14.1 The Customer shall be liable to Elso for all legal expenses on the attorney-and-own client scale of an attorney and counsel incurred by Elso in the event of (a) any default by the Customer or (b) any litigation in regard to the validity and enforceability of this agreement. The Customer shall also be liable for any tracing, collection or valuation fees incurred as well as for any costs, including stamp duties, for any form of security that Elso may demand.
14.2 Consent to the Jurisdiction of the Magistrate’s court in terms of section 45(1) of the magistrates court act, act 32 of 1944.

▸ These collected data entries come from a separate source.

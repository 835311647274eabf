//! Configured status presets

use heapless::{String, Vec};

/// Maximum number of presets in the list
pub const MAX_STATUS_ITEMS: usize = 25;

/// Upper bound for a preset's expiry, in minutes
pub const MAX_EXPIRY_MINUTES: u16 = 240;

/// Capacity of the optional list label
pub const DISPLAY_CAPACITY: usize = 32;

/// Capacity of the status text sent to the remote service
pub const STATUS_CAPACITY: usize = 100;

/// Capacity of the emoji code
pub const EMOJI_CAPACITY: usize = 48;

/// Text field of a status preset
#[derive(Debug, Clone, Copy, PartialEq, Eq)]
#[cfg_attr(feature = "defmt", derive(defmt::Format))]
pub enum ItemField {
    Display,
    Status,
    Emoji,
}

impl ItemField {
    /// Configuration key for this field
    pub fn key(&self) -> &'static str {
        match self {
            ItemField::Display => "display",
            ItemField::Status => "status",
            ItemField::Emoji => "emoji",
        }
    }
}

/// A status preset the user can pick from the list
#[derive(Debug, Clone, PartialEq, Eq)]
#[cfg_attr(feature = "defmt", derive(defmt::Format))]
pub struct StatusListItem {
    display: Option<String<DISPLAY_CAPACITY>>,
    status: String<STATUS_CAPACITY>,
    emoji: String<EMOJI_CAPACITY>,
    expiry_minutes: u16,
}

impl StatusListItem {
    /// Build a preset, clamping the expiry to `0..=240` minutes
    ///
    /// Fails with the first field that does not fit its capacity.
    pub fn new(
        display: Option<&str>,
        status: &str,
        emoji: &str,
        expiry_minutes: u16,
    ) -> Result<Self, ItemField> {
        let display = match display {
            Some(text) => Some(String::try_from(text).map_err(|_| ItemField::Display)?),
            None => None,
        };

        Ok(Self {
            display,
            status: String::try_from(status).map_err(|_| ItemField::Status)?,
            emoji: String::try_from(emoji).map_err(|_| ItemField::Emoji)?,
            expiry_minutes: expiry_minutes.min(MAX_EXPIRY_MINUTES),
        })
    }

    /// Label shown in the list, falling back to the status text
    pub fn display_text(&self) -> &str {
        match &self.display {
            Some(display) => display.as_str(),
            None => self.status.as_str(),
        }
    }

    pub fn status(&self) -> &str {
        self.status.as_str()
    }

    pub fn emoji(&self) -> &str {
        self.emoji.as_str()
    }

    pub fn expiry_minutes(&self) -> u16 {
        self.expiry_minutes
    }

    /// Move the expiry by `delta` minutes, clamped to `0..=240`
    ///
    /// Returns the new expiry.
    pub fn adjust_expiry(&mut self, delta: i32) -> u16 {
        let next = (i32::from(self.expiry_minutes) + delta).clamp(0, i32::from(MAX_EXPIRY_MINUTES));
        // Clamped into u16 range above
        self.expiry_minutes = next as u16;
        self.expiry_minutes
    }
}

/// Ordered list of status presets
///
/// Holds between 1 and [`MAX_STATUS_ITEMS`] entries once loaded from
/// configuration; the UI relies on it never being empty.
#[derive(Debug, Clone, Default, PartialEq, Eq)]
pub struct StatusList {
    items: Vec<StatusListItem, MAX_STATUS_ITEMS>,
}

impl StatusList {
    pub const fn new() -> Self {
        Self { items: Vec::new() }
    }

    /// Append a preset, handing it back when the list is full
    pub fn push(&mut self, item: StatusListItem) -> Result<(), StatusListItem> {
        self.items.push(item)
    }

    pub fn get(&self, index: usize) -> Option<&StatusListItem> {
        self.items.get(index)
    }

    pub fn get_mut(&mut self, index: usize) -> Option<&mut StatusListItem> {
        self.items.get_mut(index)
    }

    pub fn len(&self) -> usize {
        self.items.len()
    }

    pub fn is_empty(&self) -> bool {
        self.items.is_empty()
    }

    pub fn iter(&self) -> impl Iterator<Item = &StatusListItem> {
        self.items.iter()
    }
}

#[cfg(test)]
mod tests {
    use super::*;

    #[test]
    fn test_display_falls_back_to_status() {
        let item = StatusListItem::new(None, "In a meeting", ":calendar:", 30).unwrap();
        assert_eq!(item.display_text(), "In a meeting");

        let item = StatusListItem::new(Some("Meeting"), "In a meeting", ":calendar:", 30).unwrap();
        assert_eq!(item.display_text(), "Meeting");
        assert_eq!(item.status(), "In a meeting");
    }

    #[test]
    fn test_expiry_clamped_on_construction() {
        let item = StatusListItem::new(None, "Lunch", ":pizza:", 1000).unwrap();
        assert_eq!(item.expiry_minutes(), MAX_EXPIRY_MINUTES);
    }

    #[test]
    fn test_adjust_expiry_clamps_both_ends() {
        let mut item = StatusListItem::new(None, "Lunch", ":pizza:", 1).unwrap();
        assert_eq!(item.adjust_expiry(-1), 0);
        assert_eq!(item.adjust_expiry(-1), 0);

        let mut item = StatusListItem::new(None, "Lunch", ":pizza:", 239).unwrap();
        assert_eq!(item.adjust_expiry(1), 240);
        assert_eq!(item.adjust_expiry(1), 240);
    }

    #[test]
    fn test_oversized_field_is_reported() {
        let long = "x".repeat(DISPLAY_CAPACITY + 1);
        assert_eq!(
            StatusListItem::new(Some(&long), "ok", ":ok:", 0),
            Err(ItemField::Display)
        );
    }

    #[test]
    fn test_list_capacity() {
        let mut list = StatusList::new();
        let item = StatusListItem::new(None, "Away", ":away:", 0).unwrap();
        for _ in 0..MAX_STATUS_ITEMS {
            assert!(list.push(item.clone()).is_ok());
        }
        assert!(list.push(item).is_err());
        assert_eq!(list.len(), MAX_STATUS_ITEMS);
    }
}
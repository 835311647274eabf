//! Display task
//!
//! Pulls the latest fetched status into the UI, handles screen sleep, and
//! repaints dirty regions. Runs every 10 ms while the screen is on and
//! every 250 ms while it is off.

use log::{debug, info};
use statusknob_core::state::ScreenPower;
use statusknob_core::timing::IntervalGate;
use statusknob_core::traits::{Frame, Renderer};

use crate::context::AppContext;
use crate::scheduler::{CooperativeTask, TaskError};

/// Repaint cadence while the screen is on
pub const ACTIVE_INTERVAL_MS: u32 = 10;

/// Poll cadence while the screen is off
pub const IDLE_INTERVAL_MS: u32 = 250;

/// Cadence of the sleep countdown log line
const SLEEP_REMINDER_MS: u32 = 5 * 60 * 1000;

pub struct DisplayTask<R> {
    renderer: R,
    panel_asleep: bool,
    sleep_reminder: IntervalGate,
}

impl<R: Renderer> DisplayTask<R> {
    pub fn new(renderer: R) -> Self {
        Self {
            renderer,
            panel_asleep: false,
            sleep_reminder: IntervalGate::new(SLEEP_REMINDER_MS),
        }
    }

    #[cfg(test)]
    fn renderer(&self) -> &R {
        &self.renderer
    }
}

impl<R: Renderer> CooperativeTask for DisplayTask<R> {
    fn name(&self) -> &'static str {
        "Display"
    }

    fn poll(&mut self, ctx: &mut AppContext, now_ms: u32) -> Result<(), TaskError> {
        if let Some(top) = ctx.bridge.fetched.take() {
            ctx.ui.set_top_status(top);
        }

        match ctx.ui.update_power(now_ms) {
            Some(ScreenPower::Slept) => info!("Screen off after inactivity"),
            Some(ScreenPower::Woke) => info!("Screen on"),
            None => {}
        }

        if !ctx.ui.is_screen_on() {
            if !self.panel_asleep {
                self.renderer.set_sleep(true)?;
                self.panel_asleep = true;
            }
            return Ok(());
        }

        if self.panel_asleep {
            self.renderer.set_sleep(false)?;
            self.panel_asleep = false;
        }

        if self.sleep_reminder.has_passed(now_ms) {
            debug!("Screen sleep in {} minutes", ctx.ui.minutes_until_sleep(now_ms));
        }

        if ctx.ui.needs_repaint() {
            let frame = Frame {
                ui: &ctx.ui,
                list: &ctx.statuses,
                link: &ctx.link,
                regions: ctx.ui.dirty(),
            };
            self.renderer.render(&frame)?;
            ctx.ui.mark_clean();
        }
        Ok(())
    }

    fn next_delay_ms(&self, ctx: &AppContext) -> u32 {
        if ctx.ui.is_screen_on() {
            ACTIVE_INTERVAL_MS
        } else {
            IDLE_INTERVAL_MS
        }
    }
}

#[cfg(test)]
mod tests {
    use super::*;
    use statusknob_core::input::Gesture;
    use statusknob_core::state::{DirtyRegions, TopStatus};
    use statusknob_core::traits::RenderError;

    use crate::tasks::test_support::context;

    #[derive(Default)]
    struct Recording {
        regions: Vec<DirtyRegions>,
        sleeps: Vec<bool>,
        fail: bool,
    }

    impl Renderer for Recording {
        fn render(&mut self, frame: &Frame<'_>) -> Result<(), RenderError> {
            if self.fail {
                return Err(RenderError::Bus);
            }
            self.regions.push(frame.regions);
            Ok(())
        }

        fn set_sleep(&mut self, asleep: bool) -> Result<(), RenderError> {
            self.sleeps.push(asleep);
            Ok(())
        }
    }

    #[test]
    fn test_first_poll_paints_everything_once() {
        let mut task = DisplayTask::new(Recording::default());
        let mut ctx = context(4);
        task.poll(&mut ctx, 0).unwrap();
        task.poll(&mut ctx, 10).unwrap();
        assert_eq!(task.renderer().regions, [DirtyRegions::ALL]);
    }

    #[test]
    fn test_fetched_status_repaints_top_only() {
        let mut task = DisplayTask::new(Recording::default());
        let mut ctx = context(4);
        task.poll(&mut ctx, 0).unwrap();

        ctx.bridge.publish_top_status(TopStatus::new("Ada", Some("Lunch")));
        task.poll(&mut ctx, 10).unwrap();
        assert_eq!(ctx.ui.top_status().name(), "Ada");
        assert_eq!(
            task.renderer().regions[1],
            DirtyRegions {
                top: true,
                bottom: false,
                body: false
            }
        );
    }

    #[test]
    fn test_sleep_and_wake() {
        let mut task = DisplayTask::new(Recording::default());
        let mut ctx = context(4);
        let off_ms = ctx.ui.minutes_until_sleep(0) * 60_000;

        task.poll(&mut ctx, 0).unwrap();
        task.poll(&mut ctx, off_ms).unwrap();
        task.poll(&mut ctx, off_ms + 250).unwrap();
        assert!(!ctx.ui.is_screen_on());
        assert_eq!(task.next_delay_ms(&ctx), IDLE_INTERVAL_MS);
        assert_eq!(task.renderer().sleeps, [true]);

        ctx.ui
            .handle_gesture(Gesture::Click, &mut ctx.statuses, off_ms + 300);
        task.poll(&mut ctx, off_ms + 500).unwrap();
        assert!(ctx.ui.is_screen_on());
        assert_eq!(task.renderer().sleeps, [true, false]);
        assert_eq!(task.renderer().regions.last(), Some(&DirtyRegions::ALL));
        assert_eq!(task.next_delay_ms(&ctx), ACTIVE_INTERVAL_MS);
    }

    #[test]
    fn test_render_failure_keeps_regions_dirty() {
        let mut task = DisplayTask::new(Recording {
            fail: true,
            ..Recording::default()
        });
        let mut ctx = context(4);
        assert!(matches!(
            task.poll(&mut ctx, 0),
            Err(TaskError::Recoverable(_))
        ));
        assert!(ctx.ui.needs_repaint());
    }
}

15. The Customer agrees that no indulgence whatsoever by Elso will affect the terms of this agreement or any of the rights of Elso and such indulgence shall not constitute a waiver by Elso in respect of any of its rights herein. Under no circumstances will Elso be stopped from exercising any of its rights in terms of this Agreement.
16. The Customer hereby consents to the storage and use by Elso of the personal information that it has provided to Elso for establishing its credit rating and to Elso disclosing such information to credit control companies, banks and other institutions involved in rating credit. The Customer agrees that Elso will not be held liable for the good faith disclosure of any of this information to such a third party and that no further specific consent need to be obtained for the transfer of such information to a specific third party.
17. The Customer agrees to the Standard Rates of Elso for any goods or services rendered, which rates may be obtained on request.
18. The invalidity of any part of this Agreement shall not affect the validity of any other part.
19. Any order is subject to cancellation by Elso due to Acts of God from any cause beyond the control of Elso, including (without restricting this clause to these instances): inability to secure labour, power, materials or supplies, or by reason of an act of God, war, civil disturbance, riot, state of emergency, strike, lockout, or other labour disputes, fire, flood, drought or legislation.
20. Any order is subject to cancellation by Elso if the Customer breaches any term of this Agreement or makes any attempt of compromise, liquidation, sequestration, termination or judgement is recorded against the Customer or any of its principals.
21. The Customer agrees that Elso will be immediately and irrevocably released from any contractual damages and penalty obligations should any event in clause 19 or 20 occur.
Upon accepting these terms and conditions, I have read and understand the contents of this document.